RECORDS FOR PROCESSING
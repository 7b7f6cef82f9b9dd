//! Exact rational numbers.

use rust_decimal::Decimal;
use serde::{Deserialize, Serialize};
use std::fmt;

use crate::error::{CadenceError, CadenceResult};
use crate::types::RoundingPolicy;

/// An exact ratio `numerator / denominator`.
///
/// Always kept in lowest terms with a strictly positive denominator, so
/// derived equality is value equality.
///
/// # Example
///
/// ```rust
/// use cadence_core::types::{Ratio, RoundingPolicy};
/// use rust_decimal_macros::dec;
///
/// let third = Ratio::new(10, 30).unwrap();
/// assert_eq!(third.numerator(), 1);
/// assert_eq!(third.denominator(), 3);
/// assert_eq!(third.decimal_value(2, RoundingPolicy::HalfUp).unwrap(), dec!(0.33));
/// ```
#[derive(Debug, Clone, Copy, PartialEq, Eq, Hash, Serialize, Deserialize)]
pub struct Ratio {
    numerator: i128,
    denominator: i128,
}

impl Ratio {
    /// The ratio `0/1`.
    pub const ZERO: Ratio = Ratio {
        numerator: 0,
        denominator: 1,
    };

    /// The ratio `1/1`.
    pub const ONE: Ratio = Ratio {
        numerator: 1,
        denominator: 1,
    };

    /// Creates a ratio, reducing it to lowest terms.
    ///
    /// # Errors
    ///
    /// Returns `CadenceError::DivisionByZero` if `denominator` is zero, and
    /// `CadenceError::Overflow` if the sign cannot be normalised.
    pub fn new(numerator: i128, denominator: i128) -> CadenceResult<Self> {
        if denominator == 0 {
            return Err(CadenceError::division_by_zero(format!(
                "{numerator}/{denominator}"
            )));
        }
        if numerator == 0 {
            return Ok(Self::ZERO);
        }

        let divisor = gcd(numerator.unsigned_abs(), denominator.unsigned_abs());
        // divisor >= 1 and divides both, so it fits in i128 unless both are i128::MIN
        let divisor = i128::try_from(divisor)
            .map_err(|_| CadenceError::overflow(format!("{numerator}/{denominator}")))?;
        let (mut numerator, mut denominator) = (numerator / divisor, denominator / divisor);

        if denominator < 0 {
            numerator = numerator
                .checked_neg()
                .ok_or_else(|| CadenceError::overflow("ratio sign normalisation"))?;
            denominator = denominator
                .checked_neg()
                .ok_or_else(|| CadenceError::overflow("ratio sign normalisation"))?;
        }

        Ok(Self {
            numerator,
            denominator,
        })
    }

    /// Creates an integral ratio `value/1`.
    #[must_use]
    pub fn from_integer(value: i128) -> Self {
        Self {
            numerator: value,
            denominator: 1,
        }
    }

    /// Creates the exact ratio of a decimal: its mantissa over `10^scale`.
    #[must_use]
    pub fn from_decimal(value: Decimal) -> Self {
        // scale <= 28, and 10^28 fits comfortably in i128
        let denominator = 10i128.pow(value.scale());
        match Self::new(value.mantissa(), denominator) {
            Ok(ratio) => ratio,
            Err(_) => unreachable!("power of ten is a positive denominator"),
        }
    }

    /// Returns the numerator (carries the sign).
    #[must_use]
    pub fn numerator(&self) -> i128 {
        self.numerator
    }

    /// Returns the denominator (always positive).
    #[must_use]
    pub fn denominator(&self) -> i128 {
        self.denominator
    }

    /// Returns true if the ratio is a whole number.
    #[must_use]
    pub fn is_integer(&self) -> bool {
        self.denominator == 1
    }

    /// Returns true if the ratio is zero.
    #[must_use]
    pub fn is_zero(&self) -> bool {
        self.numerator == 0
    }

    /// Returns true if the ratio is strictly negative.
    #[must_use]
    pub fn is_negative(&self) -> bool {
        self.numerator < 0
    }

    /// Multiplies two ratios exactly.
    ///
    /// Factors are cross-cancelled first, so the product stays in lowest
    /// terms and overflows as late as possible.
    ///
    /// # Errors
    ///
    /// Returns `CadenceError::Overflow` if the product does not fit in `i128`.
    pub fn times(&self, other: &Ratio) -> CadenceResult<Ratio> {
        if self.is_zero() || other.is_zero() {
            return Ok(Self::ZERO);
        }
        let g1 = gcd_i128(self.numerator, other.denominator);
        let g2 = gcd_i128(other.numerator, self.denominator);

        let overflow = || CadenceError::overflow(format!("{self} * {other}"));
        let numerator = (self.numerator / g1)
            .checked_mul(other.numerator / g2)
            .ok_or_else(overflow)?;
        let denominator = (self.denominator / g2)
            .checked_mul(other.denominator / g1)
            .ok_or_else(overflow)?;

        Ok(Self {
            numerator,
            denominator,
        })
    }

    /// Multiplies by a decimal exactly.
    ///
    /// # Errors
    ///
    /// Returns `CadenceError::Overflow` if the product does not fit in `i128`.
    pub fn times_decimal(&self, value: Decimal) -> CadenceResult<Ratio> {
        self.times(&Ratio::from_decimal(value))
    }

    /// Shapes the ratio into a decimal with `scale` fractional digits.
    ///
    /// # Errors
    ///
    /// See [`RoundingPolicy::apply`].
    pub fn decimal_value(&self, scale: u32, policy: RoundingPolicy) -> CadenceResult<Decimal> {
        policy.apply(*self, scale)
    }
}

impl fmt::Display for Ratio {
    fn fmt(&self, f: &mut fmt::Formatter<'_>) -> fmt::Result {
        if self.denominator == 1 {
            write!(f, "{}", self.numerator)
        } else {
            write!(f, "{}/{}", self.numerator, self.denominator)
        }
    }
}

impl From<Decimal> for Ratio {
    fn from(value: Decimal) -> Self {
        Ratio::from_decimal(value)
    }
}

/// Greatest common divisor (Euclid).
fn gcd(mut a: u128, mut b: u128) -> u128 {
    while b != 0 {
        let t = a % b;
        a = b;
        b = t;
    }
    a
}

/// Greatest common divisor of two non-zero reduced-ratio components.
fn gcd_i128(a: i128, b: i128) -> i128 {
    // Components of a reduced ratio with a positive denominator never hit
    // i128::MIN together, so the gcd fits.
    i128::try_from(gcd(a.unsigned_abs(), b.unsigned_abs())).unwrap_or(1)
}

DIRECTIONS FOR THIS TASK
Looking at the records above, how many of their lines carry the string "CadenceError"? Answer with the number and nothing else.

OUTPUT
10